Stored items:
━━━━━━━━━━
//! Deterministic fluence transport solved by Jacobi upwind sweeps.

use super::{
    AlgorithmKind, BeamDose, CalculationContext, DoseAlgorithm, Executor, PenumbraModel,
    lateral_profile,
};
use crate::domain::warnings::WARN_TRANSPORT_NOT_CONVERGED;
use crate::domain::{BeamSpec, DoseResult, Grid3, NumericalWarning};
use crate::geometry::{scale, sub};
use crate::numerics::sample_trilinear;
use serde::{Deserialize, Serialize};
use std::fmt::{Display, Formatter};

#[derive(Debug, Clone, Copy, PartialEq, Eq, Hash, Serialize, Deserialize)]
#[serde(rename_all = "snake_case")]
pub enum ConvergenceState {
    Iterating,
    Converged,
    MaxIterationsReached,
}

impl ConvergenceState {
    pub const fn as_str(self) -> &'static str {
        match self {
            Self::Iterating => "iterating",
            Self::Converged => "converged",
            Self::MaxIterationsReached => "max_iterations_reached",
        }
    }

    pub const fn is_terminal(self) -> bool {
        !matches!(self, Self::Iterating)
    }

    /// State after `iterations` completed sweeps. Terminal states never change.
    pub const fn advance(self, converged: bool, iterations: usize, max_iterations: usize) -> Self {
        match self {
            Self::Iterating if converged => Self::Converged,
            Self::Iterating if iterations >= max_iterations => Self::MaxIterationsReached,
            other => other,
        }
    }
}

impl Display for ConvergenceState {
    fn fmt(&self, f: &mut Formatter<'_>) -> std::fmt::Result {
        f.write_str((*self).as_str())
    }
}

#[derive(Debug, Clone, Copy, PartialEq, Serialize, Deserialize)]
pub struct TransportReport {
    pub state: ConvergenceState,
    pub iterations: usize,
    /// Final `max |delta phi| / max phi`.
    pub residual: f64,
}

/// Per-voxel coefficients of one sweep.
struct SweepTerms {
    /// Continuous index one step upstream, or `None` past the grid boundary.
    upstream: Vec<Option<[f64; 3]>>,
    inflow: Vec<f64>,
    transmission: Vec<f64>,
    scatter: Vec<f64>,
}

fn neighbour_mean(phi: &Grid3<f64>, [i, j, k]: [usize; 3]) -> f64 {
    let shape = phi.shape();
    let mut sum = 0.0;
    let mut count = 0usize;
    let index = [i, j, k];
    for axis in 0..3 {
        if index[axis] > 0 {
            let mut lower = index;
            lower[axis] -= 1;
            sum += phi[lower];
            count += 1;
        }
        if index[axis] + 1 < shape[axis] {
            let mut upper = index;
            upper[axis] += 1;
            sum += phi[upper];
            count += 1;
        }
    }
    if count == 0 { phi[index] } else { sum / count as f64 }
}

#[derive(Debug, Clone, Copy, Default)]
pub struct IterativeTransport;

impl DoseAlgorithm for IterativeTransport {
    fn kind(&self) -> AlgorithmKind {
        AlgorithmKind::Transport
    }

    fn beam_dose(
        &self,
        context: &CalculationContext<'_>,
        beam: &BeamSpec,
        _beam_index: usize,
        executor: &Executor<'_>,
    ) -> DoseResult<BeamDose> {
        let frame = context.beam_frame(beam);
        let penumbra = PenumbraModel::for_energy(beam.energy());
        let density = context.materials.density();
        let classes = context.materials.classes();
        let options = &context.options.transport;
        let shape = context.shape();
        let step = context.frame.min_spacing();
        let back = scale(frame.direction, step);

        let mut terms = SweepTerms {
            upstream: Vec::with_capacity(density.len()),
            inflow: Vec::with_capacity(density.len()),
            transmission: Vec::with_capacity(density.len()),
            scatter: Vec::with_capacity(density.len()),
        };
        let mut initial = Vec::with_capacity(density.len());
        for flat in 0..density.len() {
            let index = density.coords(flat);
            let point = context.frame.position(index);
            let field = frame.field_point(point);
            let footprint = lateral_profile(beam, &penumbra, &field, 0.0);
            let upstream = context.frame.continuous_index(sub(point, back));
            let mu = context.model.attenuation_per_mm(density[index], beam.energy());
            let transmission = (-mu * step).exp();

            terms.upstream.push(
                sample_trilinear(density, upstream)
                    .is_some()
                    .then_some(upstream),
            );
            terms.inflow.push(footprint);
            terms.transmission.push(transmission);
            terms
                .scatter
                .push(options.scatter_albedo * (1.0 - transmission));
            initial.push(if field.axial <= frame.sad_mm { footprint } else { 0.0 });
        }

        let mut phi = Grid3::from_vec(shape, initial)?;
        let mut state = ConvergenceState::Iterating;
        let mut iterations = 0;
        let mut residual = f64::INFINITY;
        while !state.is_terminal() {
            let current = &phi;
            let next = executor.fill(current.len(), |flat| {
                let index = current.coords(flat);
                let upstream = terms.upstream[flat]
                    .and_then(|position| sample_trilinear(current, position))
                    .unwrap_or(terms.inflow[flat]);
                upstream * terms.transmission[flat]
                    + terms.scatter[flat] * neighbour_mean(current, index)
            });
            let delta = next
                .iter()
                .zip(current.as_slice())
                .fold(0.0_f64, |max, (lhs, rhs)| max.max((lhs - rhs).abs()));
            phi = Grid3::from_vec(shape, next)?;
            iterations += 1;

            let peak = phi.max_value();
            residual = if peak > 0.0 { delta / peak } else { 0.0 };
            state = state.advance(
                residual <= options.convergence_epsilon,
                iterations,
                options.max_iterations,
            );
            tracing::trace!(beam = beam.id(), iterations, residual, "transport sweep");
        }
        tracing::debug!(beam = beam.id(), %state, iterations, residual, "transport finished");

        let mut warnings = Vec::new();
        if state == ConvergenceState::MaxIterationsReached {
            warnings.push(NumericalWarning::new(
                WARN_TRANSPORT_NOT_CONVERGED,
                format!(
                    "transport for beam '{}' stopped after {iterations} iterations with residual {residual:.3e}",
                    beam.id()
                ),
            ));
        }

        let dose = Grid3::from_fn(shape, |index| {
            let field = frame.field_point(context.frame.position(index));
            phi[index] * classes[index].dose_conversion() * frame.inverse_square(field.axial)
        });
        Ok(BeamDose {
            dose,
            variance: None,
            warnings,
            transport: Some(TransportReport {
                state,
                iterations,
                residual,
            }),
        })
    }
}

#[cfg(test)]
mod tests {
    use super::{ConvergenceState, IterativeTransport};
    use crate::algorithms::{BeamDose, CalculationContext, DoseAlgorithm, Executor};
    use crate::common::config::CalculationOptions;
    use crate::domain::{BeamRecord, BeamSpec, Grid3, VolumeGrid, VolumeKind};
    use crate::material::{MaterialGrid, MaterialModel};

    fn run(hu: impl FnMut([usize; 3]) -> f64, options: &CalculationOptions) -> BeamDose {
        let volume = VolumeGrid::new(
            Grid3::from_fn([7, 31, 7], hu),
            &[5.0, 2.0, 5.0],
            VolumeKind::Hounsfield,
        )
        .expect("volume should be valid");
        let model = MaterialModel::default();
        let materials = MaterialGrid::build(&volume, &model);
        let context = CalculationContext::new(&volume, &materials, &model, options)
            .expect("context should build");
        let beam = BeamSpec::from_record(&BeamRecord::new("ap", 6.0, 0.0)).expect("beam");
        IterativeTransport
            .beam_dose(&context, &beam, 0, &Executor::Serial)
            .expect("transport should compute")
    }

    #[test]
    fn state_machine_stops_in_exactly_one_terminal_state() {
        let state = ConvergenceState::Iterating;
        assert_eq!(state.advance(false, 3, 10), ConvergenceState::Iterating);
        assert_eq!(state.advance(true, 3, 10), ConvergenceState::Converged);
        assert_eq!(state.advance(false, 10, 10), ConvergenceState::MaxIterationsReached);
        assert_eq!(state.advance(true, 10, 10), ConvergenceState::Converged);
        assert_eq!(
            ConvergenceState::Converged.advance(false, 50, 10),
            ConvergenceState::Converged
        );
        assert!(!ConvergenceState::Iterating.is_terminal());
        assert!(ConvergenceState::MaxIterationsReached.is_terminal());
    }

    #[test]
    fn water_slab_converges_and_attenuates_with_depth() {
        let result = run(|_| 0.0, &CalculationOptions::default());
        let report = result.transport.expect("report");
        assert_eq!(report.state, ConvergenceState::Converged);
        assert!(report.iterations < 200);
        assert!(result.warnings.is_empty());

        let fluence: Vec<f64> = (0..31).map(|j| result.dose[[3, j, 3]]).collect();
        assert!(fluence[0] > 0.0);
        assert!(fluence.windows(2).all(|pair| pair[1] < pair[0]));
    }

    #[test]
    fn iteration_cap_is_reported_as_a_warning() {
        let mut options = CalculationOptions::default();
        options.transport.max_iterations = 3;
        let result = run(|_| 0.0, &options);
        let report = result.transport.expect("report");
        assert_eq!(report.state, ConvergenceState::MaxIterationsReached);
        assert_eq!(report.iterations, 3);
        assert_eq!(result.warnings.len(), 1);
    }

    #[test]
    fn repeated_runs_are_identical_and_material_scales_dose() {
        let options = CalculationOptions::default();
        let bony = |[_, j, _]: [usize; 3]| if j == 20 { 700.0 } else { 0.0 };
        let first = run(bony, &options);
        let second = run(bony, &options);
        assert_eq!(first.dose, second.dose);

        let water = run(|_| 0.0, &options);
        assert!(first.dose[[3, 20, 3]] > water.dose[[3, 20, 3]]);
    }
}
━━━━━━━━━━
▶ _TASK_: Your answer should consist solely of the lines above from the line with "let upstream = context.frame.continuous_index(sub(point, back));" to the line with "let mut phi", both included, reproduced exactly.

▶ _EXPECTED ANSWER_:
            let upstream = context.frame.continuous_index(sub(point, back));
            let mu = context.model.attenuation_per_mm(density[index], beam.energy());
            let transmission = (-mu * step).exp();

            terms.upstream.push(
                sample_trilinear(density, upstream)
                    .is_some()
                    .then_some(upstream),
            );
            terms.inflow.push(footprint);
            terms.transmission.push(transmission);
            terms
                .scatter
                .push(options.scatter_albedo * (1.0 - transmission));
            initial.push(if field.axial <= frame.sad_mm { footprint } else { 0.0 });
        }

        let mut phi = Grid3::from_vec(shape, initial)?;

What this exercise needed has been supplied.